Beginning at 7 a.m. on Jan. 9, 2022, nucleic acid testing for COVID-19 began for all people in Tianjin, including the Jinan, Nankai, Dongli and Xiqing districts. Testing began in the 12 remaining districts the following day. The group testing method was used, with 10 people in each group. By noon on Jan. 11, the first round of testing had sampled 11,912,280 people, and the results of 7,892,591 were published, with 77 positive cases. Together with previously reported positive infections, it was a total of 97 cases.[1] By 2 p.m. on Jan. 12, the first round of full testing had sampled a total of 12,523,310 people, still with 77 positive cases. Together with the previously reported positive infections, the total number of cases was 137.[2] Testing continued throughout all districts and on Jan. 19, Tianjin held its 173rd press conference on the prevention and control of the spread of pandemic. It reported that as of midnight on Jan. 18, Tianjin had 326 confirmed cases of the current round of indigenous new coronavirus pneumonia.

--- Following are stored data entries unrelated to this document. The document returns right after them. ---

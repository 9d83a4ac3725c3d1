//! Extension data model: declared definitions, loaded modules and resolved extensions.

use std::any::Any;
use std::fmt;
use std::sync::Arc;

use serde::{Deserialize, Serialize};
use serde_json::{Map, Value};
use tracing::warn;

/// A registered service value. Extensions, collections and constructed
/// implementations are all stored behind this type.
pub type Service = Arc<dyn Any + Send + Sync>;

/// Constructor declared by a plug-in; invoked once at bootstrap with the
/// extension's resolved dependencies.
pub type ConstructorFn = Arc<dyn Fn(&Construction<'_>) -> anyhow::Result<Service> + Send + Sync>;

// ---------------------------------------------------------------------------
// Priority
// ---------------------------------------------------------------------------

/// Raw priority as declared on an extension.
#[derive(Debug, Clone, PartialEq, Serialize, Deserialize)]
#[serde(untagged)]
pub enum PrioritySpec {
    Number(f64),
    Symbol(String),
    /// Any other JSON shape; always treated as unrecognised.
    Invalid(Value),
}

impl PrioritySpec {
    pub fn to_value(&self) -> Value {
        match self {
            Self::Number(n) => serde_json::Number::from_f64(*n)
                .map(Value::Number)
                .unwrap_or(Value::Null),
            Self::Symbol(s) => Value::String(s.clone()),
            Self::Invalid(v) => v.clone(),
        }
    }
}

impl fmt::Display for PrioritySpec {
    fn fmt(&self, f: &mut fmt::Formatter<'_>) -> fmt::Result {
        match self {
            Self::Number(n) => write!(f, "{n}"),
            Self::Symbol(s) => f.write_str(s),
            Self::Invalid(v) => write!(f, "{v}"),
        }
    }
}

impl From<f64> for PrioritySpec {
    fn from(n: f64) -> Self {
        Self::Number(n)
    }
}

impl From<&str> for PrioritySpec {
    fn from(s: &str) -> Self {
        Self::Symbol(s.to_string())
    }
}

// ---------------------------------------------------------------------------
// Extension definition
// ---------------------------------------------------------------------------

/// A declarative extension contributed by a bundle.
#[derive(Debug, Clone, Default, PartialEq, Serialize, Deserialize)]
pub struct ExtensionDefinition {
    #[serde(default)]
    pub category: String,
    #[serde(default, skip_serializing_if = "Option::is_none")]
    pub key: Option<String>,
    /// Module specifier handed to the implementation loader.
    #[serde(default, skip_serializing_if = "Option::is_none")]
    pub implementation: Option<String>,
    /// Names of services this extension needs at construction time, in order.
    #[serde(default)]
    pub depends: Vec<String>,
    #[serde(default, skip_serializing_if = "Option::is_none")]
    pub priority: Option<PrioritySpec>,
    /// Path of the bundle that declared this extension.
    #[serde(default, skip_serializing_if = "Option::is_none")]
    pub bundle: Option<String>,
    /// Position within its declared category list; names keyless extensions in logs.
    #[serde(skip)]
    pub index: Option<usize>,
    /// Every other declared field, carried through unchanged.
    #[serde(flatten)]
    pub extra: Map<String, Value>,
}

impl ExtensionDefinition {
    pub fn new(category: impl Into<String>) -> Self {
        Self {
            category: category.into(),
            ..Default::default()
        }
    }

    pub fn with_key(mut self, key: impl Into<String>) -> Self {
        self.key = Some(key.into());
        self
    }

    pub fn with_implementation(mut self, specifier: impl Into<String>) -> Self {
        self.implementation = Some(specifier.into());
        self
    }

    pub fn with_priority(mut self, priority: impl Into<PrioritySpec>) -> Self {
        self.priority = Some(priority.into());
        self
    }

    pub fn with_depends<I, S>(mut self, depends: I) -> Self
    where
        I: IntoIterator<Item = S>,
        S: Into<String>,
    {
        self.depends = depends.into_iter().map(Into::into).collect();
        self
    }

    pub fn with_bundle(mut self, bundle: impl Into<String>) -> Self {
        self.bundle = Some(bundle.into());
        self
    }

    pub fn with_field(mut self, name: impl Into<String>, value: Value) -> Self {
        self.extra.insert(name.into(), value);
        self
    }

    pub fn with_index(mut self, index: usize) -> Self {
        self.index = Some(index);
        self
    }

    /// Human-readable identity used in log messages.
    pub fn log_name(&self) -> String {
        let mut name = match (&self.key, self.index) {
            (Some(key), _) => format!("{} extension '{}'", self.category, key),
            (None, Some(index)) => format!("{} extension #{}", self.category, index),
            (None, None) => format!("{} extension (no key)", self.category),
        };
        if let Some(bundle) = &self.bundle {
            name.push_str(" from ");
            name.push_str(bundle);
        }
        name
    }

    /// All declared fields as a JSON object.
    pub fn fields(&self) -> Map<String, Value> {
        let mut fields = self.extra.clone();
        fields.insert("category".into(), Value::String(self.category.clone()));
        if let Some(key) = &self.key {
            fields.insert("key".into(), Value::String(key.clone()));
        }
        if let Some(implementation) = &self.implementation {
            fields.insert("implementation".into(), Value::String(implementation.clone()));
        }
        fields.insert(
            "depends".into(),
            Value::Array(self.depends.iter().cloned().map(Value::String).collect()),
        );
        if let Some(priority) = &self.priority {
            fields.insert("priority".into(), priority.to_value());
        }
        if let Some(bundle) = &self.bundle {
            fields.insert("bundle".into(), Value::String(bundle.clone()));
        }
        fields
    }

    /// Build a definition from an arbitrary JSON value declared under `category`.
    ///
    /// Never fails: wrongly-typed fields are dropped with a warning and a
    /// non-object value yields an empty definition in the category.
    pub fn from_value(category: &str, index: usize, value: Value) -> Self {
        let Value::Object(mut map) = value else {
            warn!(category, index, "Extension is not an object; using an empty definition");
            return Self::new(category).with_index(index);
        };

        if let Some(declared) = map.remove("category") {
            if declared.as_str() != Some(category) {
                warn!(category, index, declared = %declared, "Ignoring declared category");
            }
        }

        let key = take_string(&mut map, "key", category, index);
        let implementation = take_string(&mut map, "implementation", category, index);
        let bundle = take_string(&mut map, "bundle", category, index);

        let depends = match map.remove("depends") {
            None | Some(Value::Null) => Vec::new(),
            Some(Value::Array(items)) => items
                .into_iter()
                .filter_map(|item| match item {
                    Value::String(name) => Some(name),
                    other => {
                        warn!(category, index, dependency = %other, "Dropping non-string dependency");
                        None
                    }
                })
                .collect(),
            Some(other) => {
                warn!(category, index, depends = %other, "'depends' is not a list; treating as empty");
                Vec::new()
            }
        };

        let priority = match map.remove("priority") {
            None | Some(Value::Null) => None,
            Some(Value::Number(n)) => Some(match n.as_f64() {
                Some(n) => PrioritySpec::Number(n),
                None => PrioritySpec::Invalid(Value::Number(n)),
            }),
            Some(Value::String(s)) => Some(PrioritySpec::Symbol(s)),
            Some(other) => Some(PrioritySpec::Invalid(other)),
        };

        Self {
            category: category.to_string(),
            key,
            implementation,
            depends,
            priority,
            bundle,
            index: Some(index),
            extra: map,
        }
    }
}

fn take_string(map: &mut Map<String, Value>, field: &str, category: &str, index: usize) -> Option<String> {
    match map.remove(field)? {
        Value::String(s) => Some(s),
        Value::Null => None,
        other => {
            warn!(category, index, field, value = %other, "Dropping non-string extension field");
            None
        }
    }
}

// ---------------------------------------------------------------------------
// Implementations
// ---------------------------------------------------------------------------

/// Arguments handed to an extension constructor.
pub struct Construction<'a> {
    /// Service name the extension is registered under.
    pub name: &'a str,
    /// Merged extension metadata.
    pub fields: &'a Map<String, Value>,
    /// Resolved `depends` entries, in declaration order.
    pub dependencies: &'a [Service],
}

/// How a plug-in provides its behaviour.
#[derive(Clone)]
pub enum Implementation {
    /// Built once at bootstrap from the extension's dependencies.
    Constructor(ConstructorFn),
    /// A ready-made value shared as-is.
    Instance(Service),
}

impl Implementation {
    pub fn constructor<F>(construct: F) -> Self
    where
        F: Fn(&Construction<'_>) -> anyhow::Result<Service> + Send + Sync + 'static,
    {
        Self::Constructor(Arc::new(construct))
    }

    pub fn instance<T: Any + Send + Sync>(value: T) -> Self {
        Self::Instance(Arc::new(value))
    }

    pub fn kind(&self) -> &'static str {
        match self {
            Self::Constructor(_) => "constructor",
            Self::Instance(_) => "instance",
        }
    }
}

impl fmt::Debug for Implementation {
    fn fmt(&self, f: &mut fmt::Formatter<'_>) -> fmt::Result {
        write!(f, "Implementation::{}", self.kind())
    }
}

/// What an implementation loader yields for a module specifier.
#[derive(Debug, Clone)]
pub struct LoadedModule {
    /// Metadata the module itself exports.
    pub fields: Map<String, Value>,
    pub implementation: Implementation,
}

impl LoadedModule {
    pub fn new(implementation: Implementation) -> Self {
        Self {
            fields: Map::new(),
            implementation,
        }
    }

    pub fn with_field(mut self, name: impl Into<String>, value: Value) -> Self {
        self.fields.insert(name.into(), value);
        self
    }
}

// ---------------------------------------------------------------------------
// Resolved extension
// ---------------------------------------------------------------------------

/// An extension after its implementation, if any, has been loaded.
#[derive(Debug, Clone)]
pub struct ResolvedExtension {
    pub definition: ExtensionDefinition,
    /// Module fields overlaid with every definition field.
    pub fields: Map<String, Value>,
    /// `None` when the extension is metadata only.
    pub implementation: Option<Implementation>,
}

impl ResolvedExtension {
    pub fn metadata_only(definition: ExtensionDefinition) -> Self {
        Self {
            fields: definition.fields(),
            definition,
            implementation: None,
        }
    }

    /// Merge a loaded module with its definition. Definition fields win on
    /// conflicting names; the module itself is left untouched.
    pub fn with_module(definition: ExtensionDefinition, module: &LoadedModule) -> Self {
        let mut fields = module.fields.clone();
        fields.extend(definition.fields());
        Self {
            fields,
            implementation: Some(module.implementation.clone()),
            definition,
        }
    }

    pub fn category(&self) -> &str {
        &self.definition.category
    }

    pub fn key(&self) -> Option<&str> {
        self.definition.key.as_deref()
    }

    pub fn depends(&self) -> &[String] {
        &self.definition.depends
    }

    pub fn field(&self, name: &str) -> Option<&Value> {
        self.fields.get(name)
    }

    pub fn is_loaded(&self) -> bool {
        self.implementation.is_some()
    }

    pub fn log_name(&self) -> String {
        self.definition.log_name()
    }
}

Group testing has greatly reduced testing time and improved testing efficiency. A brief introduction to the principle of group testing is given here, and the efficiency of such testing is analyzed, particularly from the perspective of probability theory.

The Concept of Group Testing

The concept of group testing has been around for a long time, and the method has been used for over a decade to ensure the safety of donated blood. Blood banks test donations to ensure they are free of HIV, hepatitis viruses, and so on. As the name implies, group testing involves taking a portion of blood from multiple people and pooling that blood into one group sample. Some blood from each person in the group is also kept in case retesting is required. Virus testing (usually nucleic-acid based) is performed on the pooled samples. If the test is negative, it indicates that all individual samples are negative. If the test is positive, it indicates that one or more samples are positive, at which point a second round of testing is performed on each of the retained samples to find out which individuals are infected.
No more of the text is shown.